From what I've read, solar panels slowly decrease to 80-85% of their rated output after about 20 years, then stop decreasing. Even 30 year old panels seem fine[0].

[0] https://www.greenbuildingadvisor.com/article/testing-a-thirt...


Are there externalities to coal and other fossil fuel extraction and consumption?


It's a fucking desert.


This thread opened my eyes a bit... I assumed most people understood desert !== a sterile sand landscape.

Here's a photo I snapped from my backyard just now. This is the Sonoran Desert in Phoenix, but much of the southwest is like this. Not exactly a dead ecosystem.

https://i.imgur.com/fBkMHBA.jpg


You sound like someone who has never even visited then. The "desert bloom" is one of the most unique and spectacular things you can see in California. It's actually coming up and it's a big source of tourism especially amongst Californians.

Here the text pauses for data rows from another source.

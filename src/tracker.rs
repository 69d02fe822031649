//! Ties the habit store, the local cache and the persistence gateway together.
//!
//! Local state is authoritative for the running session. A user action is
//! validated and applied locally first; only then is the record store told
//! about it. A failed push is returned to the caller but never undoes the
//! local change.

use crate::errors::HabitError;
use crate::gateway::{PersistenceGateway, RecordConnector};
use crate::models::{Habit, HabitId};
use crate::storage::{load_cache, persist_cache};
use crate::store::HabitStore;
use chrono::NaiveDate;
use std::collections::HashSet;
use std::path::PathBuf;
use tokio::sync::Mutex;
use tracing::{error, info, warn};

#[derive(Debug, Clone, Copy, Default, PartialEq, Eq)]
pub struct SyncReport {
    pub habit_count: usize,
    pub pushed: usize,
    pub failed: usize,
}

pub struct HabitTracker<C> {
    store: Mutex<HabitStore>,
    gateway: PersistenceGateway<C>,
    cache_path: Option<PathBuf>,
}

impl<C: RecordConnector> HabitTracker<C> {
    pub fn new(connector: C) -> Self {
        Self {
            store: Mutex::new(HabitStore::new()),
            gateway: PersistenceGateway::new(connector),
            cache_path: None,
        }
    }

    /// Seeds the store from the cache file and writes through to it afterwards.
    pub async fn with_cache(connector: C, cache_path: PathBuf) -> Self {
        let cached = load_cache(&cache_path).await;
        info!(count = cached.len(), path = %cache_path.display(), "loaded habit cache");
        Self {
            store: Mutex::new(HabitStore::from_habits(cached)),
            gateway: PersistenceGateway::new(connector),
            cache_path: Some(cache_path),
        }
    }

    pub fn gateway(&self) -> &PersistenceGateway<C> {
        &self.gateway
    }

    pub async fn snapshot(&self) -> Vec<Habit> {
        self.store.lock().await.list().to_vec()
    }

    pub async fn create(&self, name: &str) -> Result<Habit, HabitError> {
        let habit = self.mutate(|store| store.create(name)).await?;
        info!(id = %habit.id, name = %habit.name, "created habit");

        let remote_id = self.gateway.push(&habit).await.inspect_err(|err| {
            warn!(id = %habit.id, "failed to push new habit: {err}");
        })?;
        self.adopt(&habit, remote_id).await
    }

    pub async fn toggle_completion(&self, id: &HabitId, day: NaiveDate) -> Result<Habit, HabitError> {
        let (habit, _ticket) = self
            .mutate(|store| {
                let habit = store.toggle_completion(id, day)?;
                Ok((habit, self.gateway.reserve(id)))
            })
            .await?;
        self.gateway
            .push_toggle(&habit.id, &habit.completed_dates)
            .await
            .inspect_err(|err| warn!(id = %habit.id, "failed to push completion: {err}"))?;
        Ok(habit)
    }

    pub async fn rename(&self, id: &HabitId, name: &str) -> Result<Habit, HabitError> {
        let (habit, _ticket) = self
            .mutate(|store| {
                let habit = store.rename(id, name)?;
                Ok((habit, self.gateway.reserve(id)))
            })
            .await?;
        self.gateway
            .push_rename(&habit.id, &habit.name)
            .await
            .inspect_err(|err| warn!(id = %habit.id, "failed to push rename: {err}"))?;
        Ok(habit)
    }

    pub async fn remove(&self, id: &HabitId) -> Result<(), HabitError> {
        let (habit, _ticket) = self
            .mutate(|store| {
                let habit = store.remove(id)?;
                Ok((habit, self.gateway.reserve(id)))
            })
            .await?;
        info!(id = %habit.id, "removed habit");
        self.gateway
            .push_delete(&habit.id)
            .await
            .inspect_err(|err| warn!(id = %habit.id, "failed to push delete: {err}"))
    }

    /// Reloads from the record store and re-pushes habits it has never seen.
    pub async fn refresh(&self) -> Result<SyncReport, HabitError> {
        let remote = self.gateway.fetch_all().await?;
        let pending = {
            let mut store = self.store.lock().await;
            let merge = reconcile(store.list(), remote, |id| self.gateway.alias_of(id));
            store.replace_all(merge.merged)?;
            self.write_cache(store.list()).await;
            for id in &merge.settled {
                self.gateway.adopted(id);
            }
            merge.pending
        };

        let mut report = SyncReport::default();
        for habit in pending {
            match self.gateway.push(&habit).await {
                Ok(remote_id) => {
                    self.adopt(&habit, remote_id).await?;
                    report.pushed += 1;
                }
                Err(err) => {
                    warn!(id = %habit.id, "failed to re-push habit: {err}");
                    report.failed += 1;
                }
            }
        }
        report.habit_count = self.store.lock().await.list().len();
        info!(
            habits = report.habit_count,
            pushed = report.pushed,
            failed = report.failed,
            "refreshed from record store"
        );
        Ok(report)
    }

    async fn mutate<T>(
        &self,
        op: impl FnOnce(&mut HabitStore) -> Result<T, HabitError>,
    ) -> Result<T, HabitError> {
        let mut store = self.store.lock().await;
        let value = op(&mut store)?;
        self.write_cache(store.list()).await;
        Ok(value)
    }

    /// Moves the local habit onto the id the record store acknowledged.
    ///
    /// Another path (a refresh, or the create itself) may have got there
    /// first; then the remote copy is kept and the local one dropped.
    async fn adopt(&self, habit: &Habit, remote_id: HabitId) -> Result<Habit, HabitError> {
        if remote_id == habit.id {
            return Ok(habit.clone());
        }
        let adopted = self
            .mutate(|store| match store.get(&remote_id).cloned() {
                Some(existing) => {
                    let _ = store.remove(&habit.id);
                    Ok(existing)
                }
                None => store.adopt_id(&habit.id, remote_id.clone()),
            })
            .await;
        self.gateway.adopted(&habit.id);
        match adopted {
            Ok(habit) => Ok(habit),
            Err(HabitError::NotFound(_)) => {
                // Removed locally while the create was in flight.
                warn!(id = %remote_id, "habit removed before sync finished, deleting remote copy");
                match self.gateway.push_delete(&remote_id).await {
                    Ok(()) | Err(HabitError::NotFound(_)) => {}
                    Err(err) => return Err(err),
                }
                Err(HabitError::not_found(&habit.id))
            }
            Err(err) => Err(err),
        }
    }

    async fn write_cache(&self, habits: &[Habit]) {
        if let Some(path) = &self.cache_path {
            if let Err(err) = persist_cache(path, habits).await {
                error!(path = %path.display(), "failed to write habit cache: {err}");
            }
        }
    }
}

#[derive(Debug, Default, PartialEq, Eq)]
pub struct Reconciliation {
    /// The new local collection.
    pub merged: Vec<Habit>,
    /// Local habits the record store has never seen, to be pushed.
    pub pending: Vec<Habit>,
    /// Local ids dropped because their create was already acknowledged.
    pub settled: Vec<HabitId>,
}

/// Merges the local collection into a freshly fetched remote one.
///
/// Remote records win for every id they carry. A local habit whose create
/// was acknowledged (`acknowledged_as` knows its remote id) is dropped when
/// the fetched set already holds that remote record, and kept unchanged
/// otherwise. Other local-only habits are kept after the remote ones and
/// returned as pending. Synced habits missing remotely were deleted
/// elsewhere and are dropped.
pub fn reconcile(
    local: &[Habit],
    remote: Vec<Habit>,
    acknowledged_as: impl Fn(&HabitId) -> Option<HabitId>,
) -> Reconciliation {
    let mut seen: HashSet<HabitId> = HashSet::new();
    let merged: Vec<Habit> = remote
        .into_iter()
        .filter(|habit| seen.insert(habit.id.clone()))
        .collect();
    let mut merge = Reconciliation {
        merged,
        ..Reconciliation::default()
    };
    let mut acknowledged = Vec::new();
    for habit in local.iter().filter(|habit| habit.id.is_local()) {
        if seen.contains(&habit.id) {
            continue;
        }
        match acknowledged_as(&habit.id) {
            Some(remote_id) if seen.contains(&remote_id) => merge.settled.push(habit.id.clone()),
            // The fetch predates the create; its adoption is still on the way.
            Some(_) => acknowledged.push(habit.clone()),
            None => merge.pending.push(habit.clone()),
        }
    }
    merge.merged.extend(acknowledged);
    merge.merged.extend(merge.pending.iter().cloned());
    merge
}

Here's an update on the upcoming desert bloom from a couple of days ago with a nice video included:

https://www.mercurynews.com/2019/02/21/its-almost-time-for-c...

Aside from this the Anza-Borrego Desert(within the area in discussion here) has natural springs and oases, bighorn sheep which are endangered, there's also golden eagles, black-tailed jackrabbits, kit foxes, deer, falcons and dozens of different reptiles. I would highly recommend spending some time there before dismissing it as a "fucking desert."


I don't agree with the decision, either, but a desert is a biome that deserves respect like any other.


I hadnt heard this point of view yet. I never saw a desert as something worth preserving, quite the contrary actually. Afforestation projects to green deserts seem absolutely wonderful. Why do you think its a biome worth preserving? Its places hostile to life. Are there negative effects caused by a lack of deserts?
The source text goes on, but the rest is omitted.